── DATASET EXTRACT ──
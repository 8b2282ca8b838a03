use std::net::SocketAddr;
use std::sync::Arc;
use std::time::Duration;

use futures::{SinkExt, StreamExt};
use tokio::net::TcpStream;
use tokio_tungstenite::tungstenite::Message;
use tokio_tungstenite::tungstenite::client::IntoClientRequest;
use tokio_tungstenite::tungstenite::http::HeaderValue;
use tokio_tungstenite::{MaybeTlsStream, WebSocketStream};

use partyline_core::game_registry::GameType;
use partyline_core::net::messages::{
    ClientMessage, CreateRoomMsg, JoinRoomMsg, JoinedMsg, RoomCreatedMsg, ServerMessage,
};
use partyline_core::net::protocol::{decode_server_message, encode_client_message};
use partyline_core::test_helpers::EngineProbe;

use partyline_server::build_router;
use partyline_server::config::{AuthFileConfig, ServerConfig};
use partyline_server::game_session::ServerGameRegistry;
use partyline_server::state::AppState;
use partyline_server::store::{MemoryStore, SharedStore};

pub type WsStream = WebSocketStream<MaybeTlsStream<TcpStream>>;

pub struct TestServer {
    pub addr: SocketAddr,
    pub state: AppState,
    _shutdown: tokio::task::JoinHandle<()>,
}

impl TestServer {
    /// Start a test server with no auth and no store.
    pub async fn new() -> Self {
        Self::start(ServerConfig::default(), None, ServerGameRegistry::new()).await
    }

    /// Start a test server with bearer token auth.
    pub async fn with_auth(token: &str) -> Self {
        let config = ServerConfig {
            auth: AuthFileConfig {
                bearer_token: Some(token.to_string()),
            },
            ..ServerConfig::default()
        };
        Self::start(config, None, ServerGameRegistry::new()).await
    }

    /// Start a test server backed by an in-process store.
    pub async fn with_store(store: &Arc<MemoryStore>) -> Self {
        let shared: SharedStore = Arc::clone(store) as SharedStore;
        Self::start(ServerConfig::default(), Some(shared), ServerGameRegistry::new()).await
    }

    /// Start a test server whose only game is a scripted trivia engine with
    /// no warm-up.
    pub async fn with_probe(probe: &EngineProbe) -> Self {
        let mut registry = ServerGameRegistry::empty();
        registry.register(GameType::Trivia, probe.factory(GameType::Trivia, Duration::ZERO));
        Self::start(ServerConfig::default(), None, registry).await
    }

    pub async fn start(
        config: ServerConfig,
        store: Option<SharedStore>,
        registry: ServerGameRegistry,
    ) -> Self {
        let listener = tokio::net::TcpListener::bind("127.0.0.1:0").await.unwrap();
        let addr = listener.local_addr().unwrap();

        let backend = if store.is_some() { "memory" } else { "none" };
        let state = AppState::with_registry(config, store, backend, registry);
        let app = build_router(state.clone());

        let handle = tokio::spawn(async move {
            axum::serve(listener, app).await.unwrap();
        });

        // Give the server a moment to start accepting
        tokio::time::sleep(Duration::from_millis(20)).await;

        Self {
            addr,
            state,
            _shutdown: handle,
        }
    }

    pub fn base_url(&self) -> String {
        format!("http://{}", self.addr)
    }

    pub fn ws_url(&self) -> String {
        format!("ws://{}/ws", self.addr)
    }
}

/// Connect a WebSocket client to the given URL.
pub async fn ws_connect(url: &str) -> WsStream {
    let (stream, _) = tokio_tungstenite::connect_async(url).await.unwrap();
    stream
}

/// Connect as a signed-in account (the upstream sets `x-account-id`).
pub async fn ws_connect_as(url: &str, account: &str) -> WsStream {
    let mut request = url.into_client_request().unwrap();
    request
        .headers_mut()
        .insert("x-account-id", HeaderValue::from_str(account).unwrap());
    let (stream, _) = tokio_tungstenite::connect_async(request).await.unwrap();
    stream
}

/// Send a ClientMessage from a WS stream.
pub async fn ws_send_client_msg(stream: &mut WsStream, msg: &ClientMessage) {
    let encoded = encode_client_message(msg).unwrap();
    stream.send(Message::Binary(encoded.into())).await.unwrap();
}

/// Read raw binary data from a WebSocket stream (5s timeout).
pub async fn ws_read_raw(stream: &mut WsStream) -> Vec<u8> {
    let deadline = Duration::from_secs(5);
    tokio::time::timeout(deadline, async {
        loop {
            match stream.next().await {
                Some(Ok(Message::Binary(data))) => return data.to_vec(),
                Some(Ok(Message::Close(_))) => panic!("WebSocket closed unexpectedly"),
                Some(Err(e)) => panic!("WebSocket error: {e}"),
                None => panic!("WebSocket stream ended"),
                _ => continue,
            }
        }
    })
    .await
    .expect("Timed out waiting for WebSocket message")
}

/// Read the next ServerMessage from a WebSocket stream (5s timeout).
pub async fn ws_read_server_msg(stream: &mut WsStream) -> ServerMessage {
    let data = ws_read_raw(stream).await;
    decode_server_message(&data).unwrap()
}

/// Skip messages until one matches `pred`.
pub async fn ws_read_until(
    stream: &mut WsStream,
    pred: impl Fn(&ServerMessage) -> bool,
) -> ServerMessage {
    loop {
        let msg = ws_read_server_msg(stream).await;
        if pred(&msg) {
            return msg;
        }
    }
}

/// The terminal response to the last action: RoomCreated, Joined, Ack or Error.
pub async fn ws_read_result(stream: &mut WsStream) -> ServerMessage {
    ws_read_until(stream, |m| {
        matches!(
            m,
            ServerMessage::RoomCreated(_)
                | ServerMessage::Joined(_)
                | ServerMessage::Ack(_)
                | ServerMessage::Error(_)
        )
    })
    .await
}

/// Send an action and return its terminal response.
pub async fn ws_request(stream: &mut WsStream, msg: &ClientMessage) -> ServerMessage {
    ws_send_client_msg(stream, msg).await;
    ws_read_result(stream).await
}

/// Create a room as host `name`.
pub async fn ws_create_room(stream: &mut WsStream, name: &str) -> RoomCreatedMsg {
    let msg = ClientMessage::CreateRoom(CreateRoomMsg {
        host_name: name.to_string(),
    });
    match ws_request(stream, &msg).await {
        ServerMessage::RoomCreated(created) => *created,
        other => panic!("Expected RoomCreated, got: {other:?}"),
    }
}

pub fn join_msg(room_code: &str, name: &str) -> ClientMessage {
    ClientMessage::JoinRoom(JoinRoomMsg {
        room_code: room_code.to_string(),
        player_name: name.to_string(),
        avatar: None,
        language: None,
    })
}

/// Join `room_code` as `name`, expecting success.
pub async fn ws_join_room(stream: &mut WsStream, room_code: &str, name: &str) -> JoinedMsg {
    match ws_request(stream, &join_msg(room_code, name)).await {
        ServerMessage::Joined(joined) => *joined,
        other => panic!("Expected Joined, got: {other:?}"),
    }
}

/// Assert `msg` is an Error of the given kind.
pub fn assert_error_kind(msg: &ServerMessage, kind: &str) {
    match msg {
        ServerMessage::Error(e) => assert_eq!(e.kind, kind, "unexpected error: {e:?}"),
        other => panic!("Expected Error({kind}), got: {other:?}"),
    }
}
───
## ASSIGNED TASK
Copy out the range of lines above starting at the line with "axum::serve(listener, app).await.unwrap();" and ending at the line with "let encoded = encode_client_message(msg).unwrap();", exactly and including both.

## SOLUTION BELOW
            axum::serve(listener, app).await.unwrap();
        });

        // Give the server a moment to start accepting
        tokio::time::sleep(Duration::from_millis(20)).await;

        Self {
            addr,
            state,
            _shutdown: handle,
        }
    }

    pub fn base_url(&self) -> String {
        format!("http://{}", self.addr)
    }

    pub fn ws_url(&self) -> String {
        format!("ws://{}/ws", self.addr)
    }
}

/// Connect a WebSocket client to the given URL.
pub async fn ws_connect(url: &str) -> WsStream {
    let (stream, _) = tokio_tungstenite::connect_async(url).await.unwrap();
    stream
}

/// Connect as a signed-in account (the upstream sets `x-account-id`).
pub async fn ws_connect_as(url: &str, account: &str) -> WsStream {
    let mut request = url.into_client_request().unwrap();
    request
        .headers_mut()
        .insert("x-account-id", HeaderValue::from_str(account).unwrap());
    let (stream, _) = tokio_tungstenite::connect_async(request).await.unwrap();
    stream
}

/// Send a ClientMessage from a WS stream.
pub async fn ws_send_client_msg(stream: &mut WsStream, msg: &ClientMessage) {
    let encoded = encode_client_message(msg).unwrap();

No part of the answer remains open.